The committee announced three witnesses, including George Washington University Law Professor Jonathan Turley, former Assistant Attorney General, United States Department of Justice Tax Division Eileen O’Connor, and forensic accountant Bruce Dubinsky.

“Since January, House Committees on Oversight and Accountability, Judiciary, and Ways and Means have uncovered an overwhelming amount of evidence showing President Joe Biden abused his public office for his family’s financial gain,” said Oversight Chairman James Comer (R-KY) who also made the following lengthy statements:

“Thousands of pages of financial records, emails, texts, testimony from credible IRS whistleblowers, and a transcribed interview with Biden family business associate Devon Archer all reveal that Joe Biden allowed his family to sell him as ‘the brand’ around the world to enrich the Biden family. Joe Biden showed up on at least two dozen occasions to send signals of access, influence, and power to those who were paying the Bidens.” 

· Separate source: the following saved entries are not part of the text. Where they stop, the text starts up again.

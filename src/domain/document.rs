// ============================================================
// DOCUMENTS
// ============================================================
// Text units handed to the chat engine as context

use serde::{Deserialize, Serialize};
use std::collections::BTreeMap;

pub const META_FILENAME: &str = "filename";
pub const META_EXTENSION: &str = "extension";
pub const META_NAME: &str = "name";
/// Team number of a scouting row.
pub const META_TEAM_NUMBER: &str = "team_number";
/// Team number of a saved analysis.
pub const META_TEAM_NO: &str = "team_no";

pub type Metadata = BTreeMap<String, String>;

/// One parsed line of the scouting sheet.
#[derive(Debug, Clone, PartialEq, Eq)]
pub struct Record {
    pub text: String,
    /// `None` only for the header record.
    pub team_number: Option<String>,
}

impl Record {
    pub fn header(text: String) -> Self {
        Self {
            text,
            team_number: None,
        }
    }

    pub fn row(text: String, team_number: String) -> Self {
        Self {
            text,
            team_number: Some(team_number),
        }
    }
}

#[derive(Debug, Clone, PartialEq, Eq, Serialize, Deserialize)]
pub struct Document {
    pub text: String,
    #[serde(default)]
    pub metadata: Metadata,
}

impl Document {
    pub fn new(text: impl Into<String>, metadata: Metadata) -> Self {
        Self {
            text: text.into(),
            metadata,
        }
    }

    /// Attach file-level metadata to a record; rows also get `team_number`.
    pub fn from_record(record: Record, file_metadata: &Metadata) -> Self {
        let mut metadata = file_metadata.clone();
        if let Some(team_number) = record.team_number {
            metadata.insert(META_TEAM_NUMBER.to_string(), team_number);
        }
        Self::new(record.text, metadata)
    }

    pub fn team_number(&self) -> Option<&str> {
        self.metadata.get(META_TEAM_NUMBER).map(String::as_str)
    }

    /// Header and other context records carry no team number.
    pub fn is_context(&self) -> bool {
        !self.metadata.contains_key(META_TEAM_NUMBER)
    }

    /// Metadata lines followed by the text, the way the engine sees it.
    pub fn render(&self) -> String {
        if self.metadata.is_empty() {
            return self.text.clone();
        }

        let header = self
            .metadata
            .iter()
            .map(|(key, value)| format!("{}: {}", key, value))
            .collect::<Vec<_>>()
            .join("\n");

        format!("{}\n\n{}", header, self.text)
    }
}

“Based on the evidence, Congress has a duty to open an impeachment inquiry into President Biden’s corruption. Americans demand and deserve answers, transparency, and accountability for this abuse of public office…This week, the House Oversight Committee will present evidence uncovered to date and hear from legal and financial experts about crimes the Bidens may have committed as they brought in millions at the expense of U.S. interests.”

Just The News reports: Prompting the impeachment inquiry is an unclassified FD-1023 form that contains confidential human source information outlining an alleged bribery effort. The tip describes an arrangement in which Burisma CEO Mykola Zlochevsky allegedly hired Hunter Biden to secure access to his father, upon whom he leaned to secure the firing of then-Ukrainian Prosecutor General Viktor Shokin, who was investigating the firm.